My first lift went up well, no complaints. It was my second lift that threw me off – 341 is an easy weight for me but that day it felt like a million pounds. My setup and start was all wrong. Maybe switching my grip the month before wasn’t the best idea. Oh well, I did what I had to and got that bar off the ground. Unfortunately that meant I didn’t have enough left for my final attempt (again, a weight I knew I could lift) and I started my lift before my setup was even complete! But even in that situation I didn’t give up – I went down pulling hard.
So I guess that’s the moral of the 2017 USAPL Raw Nationals – I didn’t give up. I ended up on the platform and performing better than I had a year ago. I improved myself and really in the end that is the only statistic that counts.
The Twin Port Raw Open 2017 was my third meet-a-versary and it was what I expected. I weighed in at 85.81 kg and competed in the Masters 1 84+ class. I went 7 for 9 and ended with the same total I had at MN Women’s State Championship. I took gold in my class. I qualified for the USAPL Raw Nationals in the Masters 1 84+ weight class. And I came away with a PR in my deadlift – 358 pounds.
But what does it mean? What journey did I take to get here?
To me it means that I have proved I can set a goal and reach it. What was my goal? To match my performance at MN Women’s State Championship. But why was that my goal? Shouldn’t I have tried to improve? Yes, but…

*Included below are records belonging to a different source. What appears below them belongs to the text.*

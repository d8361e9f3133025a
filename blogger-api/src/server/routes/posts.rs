use crate::server::{
    Result, ServerError, ServerRouter,
    auth::AuthenticatedUser,
    blobs::BlobStore,
    extract::Query,
    routes::{Sidebars, flag_set, is_editor},
    views::{self, Chrome, PostForm},
};
use axum::{
    body::Bytes,
    extract::{Multipart, State, multipart::MultipartRejection},
    response::{Html, Redirect},
};
use axum_extra::routing::{RouterExt, TypedPath};
use blogger_common::{
    links::blog_path,
    model::{
        Id,
        blog::BlogName,
        post::{CreatePost, MAX_SUBMITTED_IMAGES, PostDraft, PostMarker},
    },
};
use blogger_db::Store;
use serde::Deserialize;
use std::sync::Arc;
use tracing::{debug, info};

pub fn routes() -> ServerRouter {
    ServerRouter::new()
        .typed_post(submit_post)
        .typed_get(view_post)
}

fn parse_post_id(post_id: &str) -> Result<Id<PostMarker>> {
    post_id.parse().map_err(ServerError::InvalidPostId)
}

struct Upload {
    file_name: Option<String>,
    bytes: Bytes,
}

/// The fields of a post form. Unknown fields such as `current_user` are
/// skipped.
#[derive(Default)]
struct PostSubmission {
    title: String,
    post_id: String,
    blog_name: String,
    content: String,
    tags: String,
    images: [Option<Upload>; MAX_SUBMITTED_IMAGES],
}

impl PostSubmission {
    async fn read(mut multipart: Multipart) -> Result<Self> {
        let mut submission = Self::default();

        while let Some(field) = multipart.next_field().await? {
            let name = field.name().unwrap_or_default().to_owned();
            match name.as_str() {
                "title" => submission.title = field.text().await?,
                "post_id" => submission.post_id = field.text().await?,
                "blog_name" => submission.blog_name = field.text().await?,
                "content" => submission.content = field.text().await?,
                "tags" => submission.tags = field.text().await?,
                "img1" | "img2" | "img3" => {
                    let slot = match name.as_str() {
                        "img1" => 0,
                        "img2" => 1,
                        _ => 2,
                    };
                    let file_name = field.file_name().map(str::to_owned);
                    let bytes = field.bytes().await?;
                    if !bytes.is_empty() {
                        submission.images[slot] = Some(Upload { file_name, bytes });
                    }
                }
                _ => {}
            }
        }

        Ok(submission)
    }
}

#[derive(TypedPath, Deserialize)]
#[typed_path("/upload", rejection(ServerError))]
struct SubmitPostPath();

/// Creates a post, or edits the one named by `post_id`. Does nothing without
/// a title.
async fn submit_post(
    SubmitPostPath(): SubmitPostPath,
    State(store): State<Arc<dyn Store>>,
    State(blobs): State<Arc<dyn BlobStore>>,
    user: AuthenticatedUser,
    multipart: std::result::Result<Multipart, MultipartRejection>,
) -> Result<Redirect> {
    let submission = PostSubmission::read(multipart?).await?;

    if submission.title.is_empty() {
        debug!("Post submission without title ignored");
        return Ok(Redirect::to(&blog_path(&submission.blog_name)));
    }

    let post_id = if submission.post_id.is_empty() {
        None
    } else {
        Some(parse_post_id(&submission.post_id)?)
    };

    // Edited posts stay in their own blog whatever the form says.
    let blog_name = match post_id {
        Some(post_id) => {
            store
                .fetch_post(post_id)
                .await?
                .ok_or(ServerError::PostByIdNotFound(post_id))?
                .blog_name
        }
        None => BlogName::new(submission.blog_name)?,
    };

    let blog = store
        .fetch_blog_by_name(&blog_name)
        .await?
        .ok_or_else(|| ServerError::BlogByNameNotFound(blog_name.clone()))?;
    if !blog.has_author(&user.handle) {
        return Err(ServerError::NotAnEditor(blog_name));
    }

    let mut image_urls = Vec::new();
    for upload in submission.images.into_iter().flatten() {
        image_urls.push(blobs.store(upload.file_name.as_deref(), upload.bytes).await?);
    }

    let draft = PostDraft::from_submission(
        submission.title,
        user.handle,
        submission.content,
        &submission.tags,
        image_urls,
    );

    let post = match post_id {
        Some(post_id) => store
            .update_post(post_id, &draft)
            .await?
            .ok_or(ServerError::PostByIdNotFound(post_id))?,
        None => {
            let create = CreatePost {
                blog: blog.id,
                blog_name: blog_name.clone(),
                draft,
            };
            store.create_post(&create).await?
        }
    };
    info!(id = %post.id, blog = %post.blog_name, author = post.author.get(), "Saved post");

    Ok(Redirect::to(&blog_path(blog_name.get())))
}

#[derive(TypedPath, Deserialize)]
#[typed_path("/viewpost", rejection(ServerError))]
struct ViewPostPath();

#[derive(Deserialize)]
struct ViewPostQuery {
    #[serde(default)]
    post_id: String,
    edit_mode: Option<String>,
    create_blog: Option<String>,
}

/// Shows one post and counts the view.
async fn view_post(
    ViewPostPath(): ViewPostPath,
    State(store): State<Arc<dyn Store>>,
    user: Option<AuthenticatedUser>,
    Query(query): Query<ViewPostQuery>,
) -> Result<Html<String>> {
    let post_id = parse_post_id(&query.post_id)?;
    let post = store
        .record_post_view(post_id)
        .await?
        .ok_or(ServerError::PostByIdNotFound(post_id))?;

    let is_editor = is_editor(store.as_ref(), Some(&post.blog_name), user.as_ref()).await?;
    let sidebars = Sidebars::load(store.as_ref()).await?;

    let chrome = Chrome {
        user: user.as_ref(),
        blog_name: post.blog_name.get(),
        blogs: &sidebars.blogs,
        tags: &sidebars.tags,
        create_blog: flag_set(query.create_blog.as_deref()),
    };
    let edit_mode = query.edit_mode.as_deref() == Some("true");
    let form = (edit_mode && is_editor).then(|| PostForm {
        blog_name: post.blog_name.get(),
        current_user: user.as_ref().map(|user| user.handle.get()).unwrap_or_default(),
        post: Some(&post),
    });

    let markup = views::post_page(&chrome, &post, is_editor, form.as_ref());
    Ok(Html(markup.into_string()))
}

You have to understand that I LOVE the Twin Ports meet more than any other I compete in for a few reasons: one, it’s in Duluth, MN. Duluth is my favorite city in Minnesota because it is a gateway to my favorite lak: Lake Superior. If you live anywhere in Minnesota and haven’t been to Duluth I am sorry and you should remedy that right away. Two, it’s such a well run meet. Joe Warpeha runs a magical meet. I mean it’s rainbows and unicorns magical. If you haven’t competed in it you haven’t lived. Three, it’s the anniversary of my very first meet in which I took bronze in my weight class and powerlifting took gold in my heart.
But there is ONE drawback: it’s between the Minnesota State meet and USAPL Raw Nationals. There’s something about competing in the State Championship meet that is romantic and cool and then there are Nationals which I want to compete in every year I qualify. Training is kind of back-to-back-to-back for these meets and I don’t devote as much recovery time as I should between training cycles. So yes, I want to improve, but it’s not necessarily going to be reflected in the numbers I put on the board. And I’m ok with that.
Now that we’ve got THAT out of the way, how did I really do? I mean really do?
I’d love to say that I feel like I kicked ass and took names but really I felt like I did ok. I would have loved a heavier squat and to at least have tied my PR in the bench. And to be perfectly honest I would have loved a bigger deadlift. But I’m happy with what I did, especially considering the start.
As I’ve said, this meet is well run – on par with Nationals in my opinion. I arrived (with my weekend roomies) a little before 7am, weigh in time. I had slept poorly the night before and was experiencing surprise menstrual cramps. I was tired and cranky and had to wait for my weigh in time – I was in the middle of the lot numbers – so I found a couch to nap on.
I eventually did get weighed in – 85.81 kg. Definitely over the 84 kg cutoff, just as I expected and it was NOT a bad thing. It just meant I was going to be competing in the 84+ weight class for state records only. All the Masters 1 lifters were in the same medal class so weight really only mattered for records.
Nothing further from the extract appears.